On the basis of these facts, Pinellas County Judge George Greer found that it was Terri's wish to be starved to death. She requires no life support; all she needs is food and water. If being (a) on a liquid diet, and (b) unresponsive to one's estranged husband are now considered grounds for a woman's execution, wait until this news hits Beverly Hills!

04/01/2005

So What Would You Do?

An excellent, thought-provoking piece by Therese over at Exultet:

Living next door to the Schiavos

What if you lived next door to Michael Schiavo and his household? Would you let your children play with his children? Would you speak to him? The mother of his children? Would you hire him? Would you do business with whoever employs him?

What are the charitable actions, the merciful attitudes, to pursue in living next door to a man whose heart is filled with such anger and evil? Do we shake his dust off our shoes, put him out from among us? Or do we extend our hand?
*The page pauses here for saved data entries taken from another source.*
//! Core data models for the measurement core

use crate::error::{ProfilerError, Result};
use crate::stats::{LatencyPercentiles, LatencyStats};
use serde::{Deserialize, Serialize};
use std::collections::{BTreeMap, BTreeSet};

/// Default number of most-recent samples examined for stability
pub const DEFAULT_STABILITY_WINDOW: usize = 3;

/// Default maximum `(max - min) / average` spread for a stable window
pub const DEFAULT_STABILITY_THRESHOLD: f64 = 0.1;

const NANOS_PER_MILLI: u64 = 1_000_000;
const NANOS_PER_SEC: f64 = 1_000_000_000.0;

/// A request that has completed, as recorded by the load generator
#[derive(Debug, Clone, Copy, PartialEq, Eq, Serialize, Deserialize)]
pub struct CompletedRequestRecord {
    pub start_ns: u64,
    pub end_ns: u64,
    #[serde(default)]
    pub sequence_id: u64,
    /// Request was sent later than its schedule called for
    #[serde(default)]
    pub delayed: bool,
}

impl CompletedRequestRecord {
    pub fn new(start_ns: u64, end_ns: u64, sequence_id: u64, delayed: bool) -> Self {
        Self {
            start_ns,
            end_ns,
            sequence_id,
            delayed,
        }
    }

    /// End-to-end latency; a record whose end precedes its start yields zero
    pub fn latency_ns(&self) -> u64 {
        self.end_ns.saturating_sub(self.start_ns)
    }
}

/// Measurement window `(start_ns, end_ns]` in nanoseconds
#[derive(Debug, Clone, Copy, PartialEq, Eq, Serialize, Deserialize)]
#[serde(try_from = "RawWindow")]
pub struct LatencyWindow {
    start_ns: u64,
    end_ns: u64,
}

#[derive(Deserialize)]
struct RawWindow {
    start_ns: u64,
    end_ns: u64,
}

impl TryFrom<RawWindow> for LatencyWindow {
    type Error = ProfilerError;

    fn try_from(raw: RawWindow) -> Result<Self> {
        LatencyWindow::new(raw.start_ns, raw.end_ns)
    }
}

impl LatencyWindow {
    /// Create a window, rejecting empty or inverted intervals
    pub fn new(start_ns: u64, end_ns: u64) -> Result<Self> {
        if start_ns >= end_ns {
            return Err(ProfilerError::invalid_argument(format!(
                "window start ({start_ns}) must precede window end ({end_ns})"
            )));
        }
        Ok(Self { start_ns, end_ns })
    }

    pub fn start_ns(&self) -> u64 {
        self.start_ns
    }

    pub fn end_ns(&self) -> u64 {
        self.end_ns
    }

    /// True when `end_ns` falls inside the window
    pub fn contains_end(&self, end_ns: u64) -> bool {
        self.start_ns < end_ns && end_ns <= self.end_ns
    }

    pub fn duration_ns(&self) -> u64 {
        self.end_ns - self.start_ns
    }

    pub fn duration_secs(&self) -> f64 {
        self.duration_ns() as f64 / NANOS_PER_SEC
    }
}

/// Per-tick throughput and latency samples, appended once per measurement
///
/// Both sequences are pushed together so they always have the same length.
#[derive(Debug, Clone, Default, PartialEq, Serialize, Deserialize)]
pub struct RollingHistory {
    throughput_samples: Vec<f64>,
    latency_samples: Vec<u64>,
}

impl RollingHistory {
    pub fn new() -> Self {
        Self::default()
    }

    /// Build a history from pre-recorded samples of equal length
    pub fn from_samples(throughput_samples: Vec<f64>, latency_samples: Vec<u64>) -> Result<Self> {
        if throughput_samples.len() != latency_samples.len() {
            return Err(ProfilerError::invalid_argument(format!(
                "history sample counts differ: {} throughput vs {} latency",
                throughput_samples.len(),
                latency_samples.len()
            )));
        }
        Ok(Self {
            throughput_samples,
            latency_samples,
        })
    }

    pub fn push(&mut self, throughput_per_sec: f64, latency_ns: u64) {
        self.throughput_samples.push(throughput_per_sec);
        self.latency_samples.push(latency_ns);
    }

    pub fn len(&self) -> usize {
        self.latency_samples.len()
    }

    pub fn is_empty(&self) -> bool {
        self.latency_samples.is_empty()
    }

    pub fn throughput_samples(&self) -> &[f64] {
        &self.throughput_samples
    }

    pub fn latency_samples(&self) -> &[u64] {
        &self.latency_samples
    }

    /// The last `window_size` samples of each sequence
    ///
    /// Returns `None` when fewer than `window_size` samples exist (or the
    /// window is empty), so callers never compute an index below zero.
    pub fn recent(&self, window_size: usize) -> Option<(&[f64], &[u64])> {
        if window_size == 0 || self.len() < window_size {
            return None;
        }
        let from = self.len() - window_size;
        Some((&self.throughput_samples[from..], &self.latency_samples[from..]))
    }
}

/// Parameters controlling when a window of samples counts as stable
#[derive(Debug, Clone, Copy, PartialEq, Serialize, Deserialize)]
pub struct StabilityParameters {
    /// Number of most-recent samples examined
    pub window_size: usize,
    /// Maximum allowed `(max - min) / average` spread
    pub relative_threshold: f64,
}

impl StabilityParameters {
    pub fn new(window_size: usize, relative_threshold: f64) -> Result<Self> {
        if window_size == 0 {
            return Err(ProfilerError::invalid_argument(
                "stability window must contain at least one sample",
            ));
        }
        if relative_threshold.is_nan() || relative_threshold <= 0.0 {
            return Err(ProfilerError::invalid_argument(
                "stability threshold must be positive",
            ));
        }
        Ok(Self {
            window_size,
            relative_threshold,
        })
    }
}

impl Default for StabilityParameters {
    fn default() -> Self {
        Self {
            window_size: DEFAULT_STABILITY_WINDOW,
            relative_threshold: DEFAULT_STABILITY_THRESHOLD,
        }
    }
}

/// Latency budget for a profiling run
#[derive(Debug, Clone, Copy, Default, PartialEq, Eq, Serialize, Deserialize)]
#[serde(rename_all = "snake_case")]
pub enum LatencySla {
    #[default]
    NoLimit,
    Threshold { threshold_ns: u64 },
}

impl LatencySla {
    /// Build from a millisecond budget; zero means no limit
    pub fn from_millis(threshold_ms: u64) -> Self {
        if threshold_ms == 0 {
            Self::NoLimit
        } else {
            Self::Threshold {
                threshold_ns: threshold_ms.saturating_mul(NANOS_PER_MILLI),
            }
        }
    }

    pub fn threshold_ns(&self) -> Option<u64> {
        match self {
            Self::NoLimit => None,
            Self::Threshold { threshold_ns } => Some(*threshold_ns),
        }
    }

    pub fn is_limited(&self) -> bool {
        matches!(self, Self::Threshold { .. })
    }
}

/// Per-accelerator telemetry, one map per field keyed by accelerator id
///
/// A source may report some fields and not others, so each field is an
/// independent map rather than a struct per accelerator.
#[derive(Debug, Clone, Default, PartialEq, Serialize, Deserialize)]
pub struct AcceleratorMetrics {
    /// Utilization as a fraction in `[0, 1]`
    #[serde(default)]
    pub utilization: BTreeMap<String, f64>,
    #[serde(default)]
    pub power_watts: BTreeMap<String, f64>,
    #[serde(default)]
    pub memory_used_bytes: BTreeMap<String, u64>,
    #[serde(default)]
    pub memory_total_bytes: BTreeMap<String, u64>,
}

impl AcceleratorMetrics {
    /// Every accelerator id that appears in any field
    pub fn accelerator_ids(&self) -> BTreeSet<&str> {
        self.utilization
            .keys()
            .chain(self.power_watts.keys())
            .chain(self.memory_used_bytes.keys())
            .chain(self.memory_total_bytes.keys())
            .map(String::as_str)
            .collect()
    }

    pub fn accelerator_count(&self) -> usize {
        self.accelerator_ids().len()
    }

    pub fn is_empty(&self) -> bool {
        self.utilization.is_empty()
            && self.power_watts.is_empty()
            && self.memory_used_bytes.is_empty()
            && self.memory_total_bytes.is_empty()
    }
}

/// Derived measurements for one window, handed to report writers
#[derive(Debug, Clone, PartialEq, Serialize, Deserialize)]
pub struct ReportSummary {
    pub window_start_ns: u64,
    pub window_end_ns: u64,
    pub request_count: usize,
    pub delayed_request_count: usize,
    pub sequence_count: usize,
    pub throughput_per_sec: f64,
    /// `None` when no request completed inside the window
    #[serde(skip_serializing_if = "Option::is_none")]
    pub latency: Option<LatencyStats>,
    #[serde(skip_serializing_if = "Option::is_none")]
    pub percentiles: Option<LatencyPercentiles>,
    pub overhead_pct: f64,
    pub send_request_rate: f64,
    #[serde(default, skip_serializing_if = "AcceleratorMetrics::is_empty")]
    pub accelerators: AcceleratorMetrics,
}

#[cfg(test)]
mod tests {
    use super::*;

    #[test]
    fn test_window_rejects_inverted_bounds() {
        assert!(LatencyWindow::new(10, 10).is_err());
        assert!(LatencyWindow::new(11, 10).is_err());

        let window = LatencyWindow::new(4, 17).unwrap();
        assert_eq!(window.duration_ns(), 13);
        assert!(!window.contains_end(4));
        assert!(window.contains_end(17));
        assert!(!window.contains_end(18));
    }

    #[test]
    fn test_window_deserialize_validates() {
        let ok: LatencyWindow = serde_json::from_str(r#"{"start_ns": 0, "end_ns": 5}"#).unwrap();
        assert_eq!(ok.end_ns(), 5);

        let bad = serde_json::from_str::<LatencyWindow>(r#"{"start_ns": 5, "end_ns": 5}"#);
        assert!(bad.is_err());
    }

    #[test]
    fn test_history_recent_guards_short_history() {
        let mut history = RollingHistory::new();
        history.push(500.0, 1);
        history.push(510.0, 1);

        assert!(history.recent(3).is_none());
        assert!(history.recent(0).is_none());

        let (throughput, latency) = history.recent(2).unwrap();
        assert_eq!(throughput, &[500.0, 510.0]);
        assert_eq!(latency, &[1, 1]);
    }

    #[test]
    fn test_history_from_mismatched_samples() {
        assert!(RollingHistory::from_samples(vec![1.0, 2.0], vec![1]).is_err());
    }

    #[test]
    fn test_latency_sla_from_millis() {
        assert_eq!(LatencySla::from_millis(0), LatencySla::NoLimit);
        assert_eq!(LatencySla::from_millis(1).threshold_ns(), Some(1_000_000));
        assert!(!LatencySla::NoLimit.is_limited());
    }

    #[test]
    fn test_stability_parameters_validation() {
        assert!(StabilityParameters::new(0, 0.1).is_err());
        assert!(StabilityParameters::new(3, 0.0).is_err());
        assert!(StabilityParameters::new(3, f64::NAN).is_err());
        assert_eq!(
            StabilityParameters::new(3, 0.1).unwrap(),
            StabilityParameters::default()
        );
    }

    #[test]
    fn test_record_latency_saturates() {
        let record = CompletedRequestRecord::new(10, 4, 0, false);
        assert_eq!(record.latency_ns(), 0);
        assert_eq!(CompletedRequestRecord::new(3, 5, 0, false).latency_ns(), 2);
    }
}
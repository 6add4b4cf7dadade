//! Measurement core for the inference load profiler
//!
//! This crate provides the analysis that runs while load is in flight:
//! - Window selection over completed-request timestamps
//! - Overflow-safe latency statistics
//! - Stability detection and the profiling stop decision
//! - Per-accelerator telemetry merging and report formatting
//! - Observability (Prometheus metrics and structured logging)

pub mod accelerator;
pub mod error;
pub mod models;
pub mod observability;
pub mod session;
pub mod stability;
pub mod stats;
pub mod summary;
pub mod window;

pub use error::{ProfilerError, Result};
pub use models::*;
pub use observability::{ProfilerMetrics, StructuredLogger};
//! Cross-process agreement on stability
//!
//! When several profiler processes drive the same endpoint, a window only
//! counts as stable once every process reports a stable window. The core
//! asks an injected coordinator rather than talking to peers itself.

/// Combines the local stability verdict with those of cooperating processes
pub trait StabilityCoordinator: Send + Sync {
    /// Returns true only if this process and all of its peers are stable
    fn all_stable(&self, locally_stable: bool) -> bool;
}

/// Coordinator for a profiler running alone
#[derive(Debug, Clone, Copy, Default)]
pub struct SingleProcess;

impl StabilityCoordinator for SingleProcess {
    fn all_stable(&self, locally_stable: bool) -> bool {
        locally_stable
    }
}
//! Output formatting utilities

use clap::ValueEnum;
use colored::Colorize;
use profiler_lib::session::SessionOutcome;
use profiler_lib::stability::StabilityState;
use profiler_lib::stats::UNDEFINED_STD_DEV_US;
use serde::Serialize;
use tabled::{settings::Style, Table, Tabled};

/// Output format for CLI commands
#[derive(Debug, Clone, Copy, Default, ValueEnum)]
pub enum OutputFormat {
    /// Table format (default)
    #[default]
    Table,
    /// JSON format
    Json,
}

/// Print a table of rows
pub fn print_table<T: Tabled>(rows: &[T]) {
    if rows.is_empty() {
        println!("{}", "No measurements".yellow());
        return;
    }
    let table = Table::new(rows).with(Style::rounded()).to_string();
    println!("{}", table);
}

/// Print any serializable value as pretty JSON
pub fn print_json<T: Serialize>(value: &T) -> anyhow::Result<()> {
    println!("{}", serde_json::to_string_pretty(value)?);
    Ok(())
}

/// Print a success message
pub fn print_success(message: &str) {
    println!("{} {}", "✓".green().bold(), message);
}

/// Print an error message
pub fn print_error(message: &str) {
    eprintln!("{} {}", "✗".red().bold(), message);
}

/// Print a warning message
pub fn print_warning(message: &str) {
    println!("{} {}", "⚠".yellow().bold(), message);
}

/// Format a nanosecond latency with a readable unit
pub fn format_latency_ns(ns: u64) -> String {
    const US: u64 = 1_000;
    const MS: u64 = US * 1_000;
    const SEC: u64 = MS * 1_000;

    if ns >= SEC {
        format!("{:.2}s", ns as f64 / SEC as f64)
    } else if ns >= MS {
        format!("{:.2}ms", ns as f64 / MS as f64)
    } else if ns >= US {
        format!("{:.2}us", ns as f64 / US as f64)
    } else {
        format!("{}ns", ns)
    }
}

/// Format a standard deviation in microseconds; one-sample windows have none
pub fn format_std_dev_us(std_dev_us: Option<u64>) -> String {
    match std_dev_us {
        Some(UNDEFINED_STD_DEV_US) | None => "n/a".to_string(),
        Some(us) => format!("{}us", us),
    }
}

/// Format a per-second rate
pub fn format_rate(per_sec: f64) -> String {
    format!("{:.1}/s", per_sec)
}

/// Format a percentage
pub fn format_percent(pct: f64) -> String {
    format!("{:.1}%", pct)
}

/// Color a stability state
pub fn color_state(state: StabilityState) -> String {
    let text = state.to_string();
    match state {
        StabilityState::Collecting => text.yellow().to_string(),
        StabilityState::Stable => text.blue().to_string(),
        StabilityState::Done(_) => text.green().to_string(),
    }
}

/// Human description of a finished run
pub fn describe_outcome(outcome: SessionOutcome) -> &'static str {
    match outcome {
        SessionOutcome::Stable => "Measurement stabilized",
        SessionOutcome::LatencyExceeded => "Latency exceeded the configured threshold",
        SessionOutcome::Unstable => "Failed to obtain a stable measurement",
    }
}
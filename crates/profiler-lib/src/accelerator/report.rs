//! Human-readable accelerator metrics

use crate::models::AcceleratorMetrics;
use std::collections::BTreeMap;
use std::fmt::Write;

/// Most accelerators listed individually before output is suppressed
pub const DEFAULT_DISPLAY_CAP: usize = 16;

/// Printed instead of per-accelerator lines on hosts above the display cap
pub const TOO_MANY_ACCELERATORS: &str = "Too many GPUs on system to print out individual \
Prometheus metrics, use the CSV output feature to see metrics.";

const SIGNIFICANT_DIGITS: i32 = 6;

/// Render merged accelerator metrics as an indented text block
///
/// Each section lists accelerators in id order. Above `display_cap`
/// accelerators, a single advisory line is returned instead.
pub fn format_accelerator_report(metrics: &AcceleratorMetrics, display_cap: usize) -> String {
    if metrics.accelerator_count() > display_cap {
        return format!("{TOO_MANY_ACCELERATORS}\n");
    }

    let mut out = String::new();
    write_section(&mut out, "Avg GPU Utilization", &metrics.utilization, |v| {
        format!("{}%", format_general(v * 100.0))
    });
    write_section(&mut out, "Avg GPU Power Usage", &metrics.power_watts, |v| {
        format!("{} watts", format_general(v))
    });
    write_section(&mut out, "Max GPU Memory Usage", &metrics.memory_used_bytes, |v| {
        format!("{v} bytes")
    });
    write_section(&mut out, "Total GPU Memory", &metrics.memory_total_bytes, |v| {
        format!("{v} bytes")
    });
    out
}

fn write_section<T: Copy>(
    out: &mut String,
    title: &str,
    values: &BTreeMap<String, T>,
    render: impl Fn(T) -> String,
) {
    // Writing to a String cannot fail.
    let _ = writeln!(out, "    {title}:");
    for (id, &value) in values {
        let _ = writeln!(out, "      {id} : {}", render(value));
    }
}

/// Six significant digits with trailing zeros dropped (`70`, `84.5`, `45`)
fn format_general(value: f64) -> String {
    if value == 0.0 || !value.is_finite() {
        return format!("{value}");
    }

    let magnitude = value.abs().log10().floor() as i32;
    let decimals = (SIGNIFICANT_DIGITS - 1 - magnitude).max(0) as usize;
    let text = format!("{value:.decimals$}");

    if text.contains('.') {
        text.trim_end_matches('0').trim_end_matches('.').to_string()
    } else {
        text
    }
}
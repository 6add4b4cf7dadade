//! Replay a capture through the stability engine

use anyhow::Result;
use colored::Colorize;
use profiler_lib::accelerator::format_accelerator_report;
use profiler_lib::session::{ProfilingSession, SessionOutcome, TickReport};
use profiler_lib::StructuredLogger;
use serde::Serialize;
use tabled::Tabled;
use tracing::info;

use crate::capture::Capture;
use crate::config::ProfilerConfig;
use crate::output::{
    color_state, describe_outcome, format_latency_ns, format_percent, format_rate,
    format_std_dev_us, print_json, print_success, print_table, print_warning, OutputFormat,
};

/// Row for the per-tick measurement table
#[derive(Tabled)]
struct TickRow {
    #[tabled(rename = "Tick")]
    tick: usize,
    #[tabled(rename = "Requests")]
    requests: usize,
    #[tabled(rename = "Delayed")]
    delayed: usize,
    #[tabled(rename = "Throughput")]
    throughput: String,
    #[tabled(rename = "Avg Latency")]
    avg_latency: String,
    #[tabled(rename = "Std Dev")]
    std_dev: String,
    #[tabled(rename = "p99")]
    p99: String,
    #[tabled(rename = "Overhead")]
    overhead: String,
    #[tabled(rename = "State")]
    state: String,
}

impl From<&TickReport> for TickRow {
    fn from(report: &TickReport) -> Self {
        let summary = &report.summary;
        Self {
            tick: report.tick,
            requests: summary.request_count,
            delayed: summary.delayed_request_count,
            throughput: format_rate(summary.throughput_per_sec),
            avg_latency: summary
                .latency
                .map(|l| format_latency_ns(l.mean_ns))
                .unwrap_or_else(|| "-".to_string()),
            std_dev: format_std_dev_us(summary.latency.map(|l| l.std_dev_us)),
            p99: summary
                .percentiles
                .map(|p| format_latency_ns(p.p99_ns))
                .unwrap_or_else(|| "-".to_string()),
            overhead: format_percent(summary.overhead_pct),
            state: color_state(report.state),
        }
    }
}

/// Result of replaying a capture
#[derive(Debug, Serialize)]
pub struct AnalyzeResult {
    pub ticks: Vec<TickReport>,
    #[serde(skip_serializing_if = "Option::is_none")]
    pub outcome: Option<SessionOutcome>,
}

/// Feed every tick of the capture to a profiling session until it finishes
pub fn replay(capture: &Capture, config: &ProfilerConfig, run_id: &str) -> Result<AnalyzeResult> {
    let logger = StructuredLogger::new(run_id);
    let mut session = ProfilingSession::new(config.session_config()?, logger);
    let mut ticks = Vec::with_capacity(capture.ticks.len());

    for (index, tick) in capture.ticks.iter().enumerate() {
        let report = session.record_tick(&capture.records, tick, capture.telemetry_for(index))?;
        ticks.push(report);
        if session.is_finished() {
            break;
        }
    }

    info!(
        run_id = %run_id,
        ticks = ticks.len(),
        outcome = ?session.outcome(),
        "Capture replay complete"
    );

    Ok(AnalyzeResult {
        ticks,
        outcome: session.outcome(),
    })
}

/// Replay a capture and print the measurements
pub fn analyze(
    capture: &Capture,
    config: &ProfilerConfig,
    run_id: &str,
    format: OutputFormat,
) -> Result<Option<SessionOutcome>> {
    let result = replay(capture, config, run_id)?;

    match format {
        OutputFormat::Json => print_json(&result)?,
        OutputFormat::Table => {
            println!("{}", format!("Profiling replay: {}", run_id).bold());
            let rows: Vec<TickRow> = result.ticks.iter().map(TickRow::from).collect();
            print_table(&rows);
            println!();

            if let Some(last) = result.ticks.last() {
                if !last.summary.accelerators.is_empty() {
                    println!("{}", "Accelerator metrics".bold());
                    print!(
                        "{}",
                        format_accelerator_report(
                            &last.summary.accelerators,
                            config.max_display_accelerators
                        )
                    );
                    println!();
                }
            }

            match result.outcome {
                Some(outcome @ SessionOutcome::Stable) => print_success(describe_outcome(outcome)),
                Some(outcome) => print_warning(describe_outcome(outcome)),
                None => print_warning("Capture ended before profiling finished"),
            }
        }
    }

    Ok(result.outcome)
}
This is a dramatic example, but I'm sure you found out, as I have, how many hearts around you harbor cruelty and disdain for life, expressed in mean and callous water cooler conversations and dinner table discussions. Our response to them is, in a way, a proportional one to actually living next door to Terri's murderer.

03/31/2005

Next Time It Will Be Easier

From National Review:

Why not kill Mrs. Schiavo quickly and efficiently, by depriving her of air to breathe? In principle, that would have been no different from denying her the other basic necessities of life. Why not give her a lethal injection? The law would not have allowed those methods; but the reason nobody advocated them was that they would have been too obviously murder. So the court-ordered killing was carried out slowly, incrementally, over days and weeks, with soft music, stuffed animals, and euphonious slogans about choice and dignity and radiance. By the time it ended, no one really remembered how many days and hours it had gone on. The nation accepted it, national polls supported it, and we all moved on to other things.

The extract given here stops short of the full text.